Klf9 is essential for cardiac mitochondrial homeostasis

Mitochondrial dynamics and mitophagy are intimately linked physiological processes that are essential for cardiac homeostasis. Here we show that cardiac Klf9 is dysregulated in human and rodent cardiomyopathy. Young adult global and cardiac-specific Klf9-deficient mice displayed hypertrophic cardiomyopathy, and exhibited mitochondrial disarray and fragmentation in cardiomyocytes.
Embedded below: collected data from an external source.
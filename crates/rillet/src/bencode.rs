//! A dynamically shaped bencode document.
//!
//! Most of the crate decodes bencode straight into typed structs with
//! [`FromBencode`], as [`crate::metainfo`] does. Some payloads, like tracker
//! responses, are easier to inspect as a tree first. [`Value`] is that tree,
//! and its accessors fail with an explicit [`Error`] when the shape is not the
//! one asked for.

use std::collections::BTreeMap;

use bendy::decoding::{self, FromBencode, Object};

use crate::error::Error;

/// A decoded bencode value.
#[derive(Debug, Clone, PartialEq, Eq)]
pub enum Value {
    Integer(i64),
    Bytes(Vec<u8>),
    List(Vec<Value>),
    Dict(BTreeMap<Vec<u8>, Value>),
}

impl FromBencode for Value {
    fn decode_bencode_object(object: Object) -> Result<Self, decoding::Error>
    where
        Self: Sized,
    {
        let value = match object {
            integer @ Object::Integer(_) => {
                Value::Integer(i64::decode_bencode_object(integer)?)
            }
            Object::Bytes(bytes) => Value::Bytes(bytes.to_vec()),
            Object::List(mut list_dec) => {
                let mut list = Vec::new();
                while let Some(item) = list_dec.next_object()? {
                    list.push(Value::decode_bencode_object(item)?);
                }
                Value::List(list)
            }
            Object::Dict(mut dict_dec) => {
                let mut dict = BTreeMap::new();
                while let Some((key, item)) = dict_dec.next_pair()? {
                    dict.insert(key.to_vec(), Value::decode_bencode_object(item)?);
                }
                Value::Dict(dict)
            }
        };
        Ok(value)
    }
}

impl Value {
    /// Decode a full buffer into a [`Value`].
    pub fn decode(buf: &[u8]) -> Result<Self, Error> {
        Ok(Self::from_bencode(buf)?)
    }

    pub fn as_int(&self) -> Result<i64, Error> {
        match self {
            Value::Integer(v) => Ok(*v),
            _ => Err(Error::BencodeShape("integer")),
        }
    }

    pub fn as_bytes(&self) -> Result<&[u8], Error> {
        match self {
            Value::Bytes(v) => Ok(v),
            _ => Err(Error::BencodeShape("byte string")),
        }
    }

    pub fn as_str(&self) -> Result<&str, Error> {
        std::str::from_utf8(self.as_bytes()?)
            .map_err(|_| Error::BencodeShape("utf-8 string"))
    }

    pub fn as_list(&self) -> Result<&[Value], Error> {
        match self {
            Value::List(v) => Ok(v),
            _ => Err(Error::BencodeShape("list")),
        }
    }

    pub fn as_dict(&self) -> Result<&BTreeMap<Vec<u8>, Value>, Error> {
        match self {
            Value::Dict(v) => Ok(v),
            _ => Err(Error::BencodeShape("dictionary")),
        }
    }

    /// Look up `key` in a dictionary. `Ok(None)` when the key is absent,
    /// an error when `self` is not a dictionary.
    pub fn get(&self, key: &str) -> Result<Option<&Value>, Error> {
        Ok(self.as_dict()?.get(key.as_bytes()))
    }

    /// Like [`Value::get`], but a missing key is an error.
    pub fn require(&self, key: &str) -> Result<&Value, Error> {
        self.get(key)?
            .ok_or_else(|| Error::BencodeMissingKey(key.to_owned()))
    }
}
Besides, mitochondrial respiratory function was impaired in Klf9-knockout cardiomyocytes, with reduced myocardial ATP levels and elevated ROS. Furthermore, cardiac Klf9 deficiency inhibited mitophagy, thereby leading to accumulation of dysfunctional mitochondria and acceleration of heart failure in response to angiotensin II (ANGII) treatment. In contrast, cardiac-specific Klf9 transgene improved cardiac systolic function via promoting mitophagy in response to ANGII treatment. Molecular mechanism studies indicated that Klf9 knockout decreased the expression of PGC-1α and its target genes involved in mitochondrial energy metabolism. Moreover, Klf9 directly controlled the expression of Mfn2, thereby regulating mitochondrial dynamics and mitophagy. Finally, we found that AAV-mediated Mfn2 rescue in Klf9-CKO heart improved cardiac mitochondrial and systolic function. Thus, Klf9 integrates cardiac energy metabolism, mitochondrial dynamics and mitophagy. Modulating Klf9 activity may have therapeutic potential in the treatment of heart failure.